Exports make up the bulk of sales for both companies, accounting for 57 per cent of revenue in the first nine months of the year for Hyundai Motor and 73 per cent for Kia.

The won has gained almost 9 per cent against the US dollar this year, becoming the second-best performer among 15 Asia-Pacific currencies. The yen has fallen 0.5 per cent against the US dollar over the same period.

The won's gain forced Hyundai Motor to raise the price of its revamped Accent subcompact twice since September last year, making it more expensive than Toyota's Yaris subcompact in the US. Hyundai Motor is lagging its sales goal for the year, prompting Chung to ask his staff this month to find ways of countering the impact of the rising won.

Sales of Sonata midsize cars in the US were 7,438 in October, the lowest since January last year, as Toyota's new Camry has taken customers from Hyundai Motor. Hyundai's US market share slid to 2.4 per cent last month, after peaking at 3.2 per cent in July.
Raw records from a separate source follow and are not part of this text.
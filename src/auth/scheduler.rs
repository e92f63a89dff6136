//! Proactive credential renewal.
//!
//! [`RefreshScheduler`] keeps at most one pending timer per session. The
//! timer is a spawned task sleeping under a [`CancellationToken`]; every arm,
//! disarm and forced sign-out bumps a generation counter, and a firing timer
//! or a completing refresh whose generation is stale does nothing. That makes
//! teardown synchronous: once [`RefreshScheduler::disarm`] returns, no timer
//! can act and no in-flight refresh can write the session back.

use std::sync::atomic::{AtomicBool, Ordering};
use std::sync::{Arc, Mutex, MutexGuard};
use std::time::Duration;

use chrono::{DateTime, TimeDelta, Utc};
use strum::Display;
use tokio::sync::watch;
use tokio_util::sync::CancellationToken;
use tracing::{debug, error, info, warn};

use super::backend::{CredentialRefresher, Reachability};
use super::claims;
use super::error::AuthError;
use super::session::SessionStore;
use super::token::{Credential, Session};
use crate::config::LapseConfig;
use crate::util::timeout::with_timeout;

/// Where the scheduler is in its renewal cycle.
#[derive(Debug, Clone, Copy, PartialEq, Eq, Display)]
#[strum(serialize_all = "snake_case")]
pub enum RefreshState {
    Idle,
    ScheduledAt(DateTime<Utc>),
    Refreshing,
    Failed,
}

/// What a single refresh attempt ended with.
#[derive(Debug, Clone, Copy, PartialEq, Eq)]
pub enum RefreshOutcome {
    /// The session holds a new credential and the next renewal is armed.
    Refreshed,
    /// Another refresh was already in flight.
    Skipped,
    /// Network unavailable or a transient failure; a retry is armed.
    Deferred,
    /// The session was re-armed or ended while the refresh ran.
    Superseded,
    /// The refresh token was rejected and the session has been cleared.
    SignedOut,
}

/// Notice handed to sign-out listeners.
#[derive(Debug, Clone, PartialEq, Eq)]
pub struct SignOutRequired {
    pub reason: String,
}

pub type SignOutCallback = Arc<dyn Fn(&SignOutRequired) + Send + Sync>;

/// Timing settings for the scheduler.
#[derive(Debug, Clone, PartialEq, Eq)]
pub struct RefreshSettings {
    pub buffer: Duration,
    pub network_retry_delay: Duration,
    pub request_timeout: Duration,
}

impl Default for RefreshSettings {
    fn default() -> Self {
        Self::from(&LapseConfig::default())
    }
}

impl From<&LapseConfig> for RefreshSettings {
    fn from(config: &LapseConfig) -> Self {
        Self {
            buffer: config.refresh_buffer,
            network_retry_delay: config.network_retry_delay,
            request_timeout: config.request_timeout,
        }
    }
}

/// Renews the session credential shortly before it expires.
///
/// Timer methods spawn onto the ambient Tokio runtime and must be called
/// from within one.
///
/// # Example
/// ```ignore
/// let scheduler = RefreshScheduler::new(settings, session, refresher, Arc::new(AlwaysReachable));
/// scheduler.on_sign_out_required(|notice| eprintln!("{}", notice.reason));
/// scheduler.start(credential);
/// ```
pub struct RefreshScheduler {
    inner: Arc<Inner>,
}

struct Inner {
    settings: RefreshSettings,
    session: Arc<SessionStore>,
    refresher: Arc<dyn CredentialRefresher>,
    reachability: Arc<dyn Reachability>,
    timer: Mutex<TimerSlot>,
    in_flight: AtomicBool,
    state_tx: watch::Sender<RefreshState>,
    sign_out: Mutex<Vec<SignOutCallback>>,
}

#[derive(Default)]
struct TimerSlot {
    generation: u64,
    pending: Option<CancellationToken>,
}

impl TimerSlot {
    fn cancel_pending(&mut self) {
        if let Some(token) = self.pending.take() {
            token.cancel();
        }
    }
}

/// Single-flight guard: held for the duration of one refresh.
struct InFlight<'a>(&'a AtomicBool);

impl<'a> InFlight<'a> {
    fn acquire(flag: &'a AtomicBool) -> Option<Self> {
        flag.compare_exchange(false, true, Ordering::AcqRel, Ordering::Acquire)
            .ok()
            .map(|_| Self(flag))
    }
}

impl Drop for InFlight<'_> {
    fn drop(&mut self) {
        self.0.store(false, Ordering::Release);
    }
}

impl RefreshScheduler {
    pub fn new(
        settings: RefreshSettings,
        session: Arc<SessionStore>,
        refresher: Arc<dyn CredentialRefresher>,
        reachability: Arc<dyn Reachability>,
    ) -> Self {
        let (state_tx, _state_rx) = watch::channel(RefreshState::Idle);
        Self {
            inner: Arc::new(Inner {
                settings,
                session,
                refresher,
                reachability,
                timer: Mutex::new(TimerSlot::default()),
                in_flight: AtomicBool::new(false),
                state_tx,
                sign_out: Mutex::new(Vec::new()),
            }),
        }
    }

    pub fn settings(&self) -> &RefreshSettings {
        &self.inner.settings
    }

    pub fn session(&self) -> &Arc<SessionStore> {
        &self.inner.session
    }

    /// Install `credential` as the session and arm its renewal.
    pub fn start(&self, credential: Credential) -> Session {
        let mut timer = self.inner.lock_timer();
        let session = self.inner.session.set(credential.clone());
        self.inner.arm_locked(&mut timer, &credential, None);
        session
    }

    /// Schedule renewal of `credential`, replacing any pending timer.
    ///
    /// An expired or undecodable access token is renewed immediately.
    pub fn arm(&self, credential: &Credential) {
        let mut timer = self.inner.lock_timer();
        self.inner.arm_locked(&mut timer, credential, None);
    }

    /// Cancel any pending timer and return to `Idle`. The session is kept.
    pub fn disarm(&self) {
        let mut timer = self.inner.lock_timer();
        timer.cancel_pending();
        timer.generation += 1;
        self.inner.state_tx.send_replace(RefreshState::Idle);
    }

    /// Disarm and clear the session.
    pub fn end(&self) {
        self.disarm();
        if self.inner.session.clear() {
            info!("Session ended");
        }
    }

    /// Run one refresh now, outside the timer.
    ///
    /// Shares the single-flight guard with the timer: if a refresh is already
    /// running this returns [`RefreshOutcome::Skipped`] without a second
    /// outbound call.
    pub async fn refresh_now(&self) -> Result<RefreshOutcome, AuthError> {
        let generation = self.inner.lock_timer().generation;
        self.inner.refresh(generation).await
    }

    /// Register a listener for forced sign-out.
    pub fn on_sign_out_required(&self, callback: impl Fn(&SignOutRequired) + Send + Sync + 'static) {
        lock(&self.inner.sign_out).push(Arc::new(callback));
    }

    pub fn state(&self) -> RefreshState {
        *self.inner.state_tx.borrow()
    }

    pub fn watch_state(&self) -> watch::Receiver<RefreshState> {
        self.inner.state_tx.subscribe()
    }

    pub fn has_pending_timer(&self) -> bool {
        self.inner.lock_timer().pending.is_some()
    }

    pub fn is_refreshing(&self) -> bool {
        self.inner.in_flight.load(Ordering::Acquire)
    }
}

impl Drop for RefreshScheduler {
    fn drop(&mut self) {
        let mut timer = self.inner.lock_timer();
        timer.cancel_pending();
        timer.generation += 1;
    }
}

impl Inner {
    fn lock_timer(&self) -> MutexGuard<'_, TimerSlot> {
        lock(&self.timer)
    }

    /// Arm the renewal timer. `floor` bounds the delay from below; it is set
    /// after a successful refresh so a server handing out already-due tokens
    /// cannot drive a tight loop. A renewed token that is still live is never
    /// held past half its remaining lifetime, whatever the floor.
    fn arm_locked(self: &Arc<Self>, timer: &mut TimerSlot, credential: &Credential, floor: Option<Duration>) {
        timer.cancel_pending();
        timer.generation += 1;

        let now = Utc::now();
        let decoded = claims::decode(&credential.access_token);
        let mut delay = match &decoded {
            Ok(decoded) if decoded.is_expired(now) => {
                info!("Access token already expired; refreshing immediately");
                Duration::ZERO
            }
            Ok(decoded) => decoded.time_until_refresh(now, self.settings.buffer),
            Err(e) => {
                warn!(error = %e, "Access token could not be decoded; refreshing immediately");
                Duration::ZERO
            }
        };
        if let Some(floor) = floor {
            match &decoded {
                Ok(decoded) if !decoded.is_expired(now) => {
                    let remaining = decoded.time_until_expiry(now).to_std().unwrap_or_default();
                    let floor = floor.min(remaining / 2);
                    if delay < floor {
                        debug!(
                            delay_ms = floor.as_millis() as u64,
                            "Refreshed credential is short-lived; renewing at half its lifetime"
                        );
                        delay = floor;
                    }
                }
                _ if delay < floor => {
                    warn!(
                        delay_ms = floor.as_millis() as u64,
                        "Refreshed credential is already due; backing off"
                    );
                    delay = floor;
                }
                _ => {}
            }
        }

        let due = TimeDelta::from_std(delay)
            .ok()
            .and_then(|d| now.checked_add_signed(d))
            .unwrap_or(now);
        debug!(delay_ms = delay.as_millis() as u64, due = %due, "Credential refresh scheduled");
        self.state_tx.send_replace(RefreshState::ScheduledAt(due));
        self.spawn_timer(timer, delay);
    }

    fn spawn_timer(self: &Arc<Self>, timer: &mut TimerSlot, delay: Duration) {
        let token = CancellationToken::new();
        timer.pending = Some(token.clone());
        let generation = timer.generation;
        let inner = Arc::clone(self);
        tokio::spawn(async move {
            tokio::select! {
                _ = token.cancelled() => {}
                _ = tokio::time::sleep(delay) => inner.on_timer(generation).await,
            }
        });
    }

    async fn on_timer(self: &Arc<Self>, generation: u64) {
        {
            let mut timer = self.lock_timer();
            if timer.generation != generation {
                return;
            }
            timer.pending = None;
        }
        match self.refresh(generation).await {
            Ok(RefreshOutcome::Skipped) => {
                // The refresh in flight may belong to a stale generation and
                // never re-arm; keep a retry pending until something does.
                let mut timer = self.lock_timer();
                if timer.generation == generation && timer.pending.is_none() {
                    self.spawn_timer(&mut timer, self.settings.network_retry_delay);
                }
            }
            Ok(outcome) => debug!(?outcome, "Scheduled refresh finished"),
            Err(e) => {
                debug!(error = %e, "Scheduled refresh found no session");
                self.set_state_if_current(generation, RefreshState::Idle);
            }
        }
    }

    async fn refresh(self: &Arc<Self>, generation: u64) -> Result<RefreshOutcome, AuthError> {
        let Some(_flight) = InFlight::acquire(&self.in_flight) else {
            debug!("Credential refresh already in flight; skipping");
            return Ok(RefreshOutcome::Skipped);
        };
        let credential = self.session.credential().ok_or(AuthError::NotLoggedIn)?;

        if !self.reachability.is_reachable().await {
            warn!(
                retry_in_ms = self.settings.network_retry_delay.as_millis() as u64,
                "Network unreachable; deferring credential refresh"
            );
            return Ok(self.defer(generation));
        }
        if !self.set_state_if_current(generation, RefreshState::Refreshing) {
            return Ok(RefreshOutcome::Superseded);
        }

        let result = with_timeout(
            self.settings.request_timeout,
            self.refresher.refresh(&credential.refresh_token),
        )
        .await;

        match result {
            Ok(renewed) => {
                let mut timer = self.lock_timer();
                if timer.generation != generation {
                    debug!("Session changed during refresh; discarding new credential");
                    return Ok(RefreshOutcome::Superseded);
                }
                self.session.set(renewed.clone());
                info!("Credential refreshed");
                self.arm_locked(&mut timer, &renewed, Some(self.settings.network_retry_delay));
                Ok(RefreshOutcome::Refreshed)
            }
            Err(e) if e.is_fatal() => Ok(self.fail(generation, &e)),
            Err(e) => {
                warn!(error = %e, "Credential refresh failed; will retry");
                Ok(self.defer(generation))
            }
        }
    }

    fn defer(self: &Arc<Self>, generation: u64) -> RefreshOutcome {
        let mut timer = self.lock_timer();
        if timer.generation != generation {
            return RefreshOutcome::Superseded;
        }
        timer.cancel_pending();
        self.state_tx.send_replace(RefreshState::Idle);
        self.spawn_timer(&mut timer, self.settings.network_retry_delay);
        RefreshOutcome::Deferred
    }

    fn fail(&self, generation: u64, cause: &AuthError) -> RefreshOutcome {
        {
            let mut timer = self.lock_timer();
            if timer.generation != generation {
                return RefreshOutcome::Superseded;
            }
            timer.cancel_pending();
            timer.generation += 1;
            self.state_tx.send_replace(RefreshState::Failed);
        }
        self.session.clear();
        error!(error = %cause, "Refresh token rejected; sign-out required");

        let notice = SignOutRequired {
            reason: cause.to_string(),
        };
        let listeners = lock(&self.sign_out).clone();
        for listener in listeners {
            listener(&notice);
        }
        RefreshOutcome::SignedOut
    }

    fn set_state_if_current(&self, generation: u64, state: RefreshState) -> bool {
        let timer = self.lock_timer();
        if timer.generation != generation {
            return false;
        }
        self.state_tx.send_replace(state);
        true
    }
}

fn lock<T>(mutex: &Mutex<T>) -> MutexGuard<'_, T> {
    mutex.lock().unwrap_or_else(|poisoned| poisoned.into_inner())
}

#[cfg(test)]
mod tests {
    use super::*;

    #[test]
    fn in_flight_guard_is_exclusive_and_released_on_drop() {
        let flag = AtomicBool::new(false);
        let first = InFlight::acquire(&flag).expect("first acquire");
        assert!(InFlight::acquire(&flag).is_none());
        drop(first);
        assert!(InFlight::acquire(&flag).is_some());
    }

    #[test]
    fn settings_follow_config() {
        let config = LapseConfig::default()
            .with_refresh_buffer(Duration::from_secs(30))
            .with_network_retry_delay(Duration::from_secs(5));
        let settings = RefreshSettings::from(&config);
        assert_eq!(settings.buffer, Duration::from_secs(30));
        assert_eq!(settings.network_retry_delay, Duration::from_secs(5));
    }

    #[test]
    fn cancelling_the_slot_clears_the_pending_token() {
        let mut slot = TimerSlot::default();
        let token = CancellationToken::new();
        slot.pending = Some(token.clone());
        slot.cancel_pending();
        assert!(token.is_cancelled());
        assert!(slot.pending.is_none());
    }
}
'I'm really concerned about the fall in Hyundai's market share in the US. It seems like it's not a temporary issue,' said Lee Keon-hak, a manager at CJ Asset Management. Chung, whose equity holdings of US$2.2 billion make him the country's wealthiest man, was arrested in April and spent two months in jail before being released after posting bail of one billion won.

His trial pushed back the opening of Kia's US$1.2 billion factory in the US state of Georgia and Hyundai's US$1 billion plant in the Czech Republic.

'Most investors don't expect Chung to go back to jail,' said Shin Gun-shik, a manager at IBK-SG Asset Management. 'The factor is already priced in.'

Hyundai is also falling behind rivals in emerging markets such as China. The company's market share in China, the fastest-growing car market, fell to 6.5 per cent last month compared with 7.5 per cent for last year.

Chung would spend less time on managing day-to-day operations and focus on long-term projects such as big overseas investments, the company said.

Even if Chung is acquitted, his influence over the company might lessen after the trial highlighted the company's dependence on him to make decisions, said Yang Si-hyong, an analyst at Daishin Securities.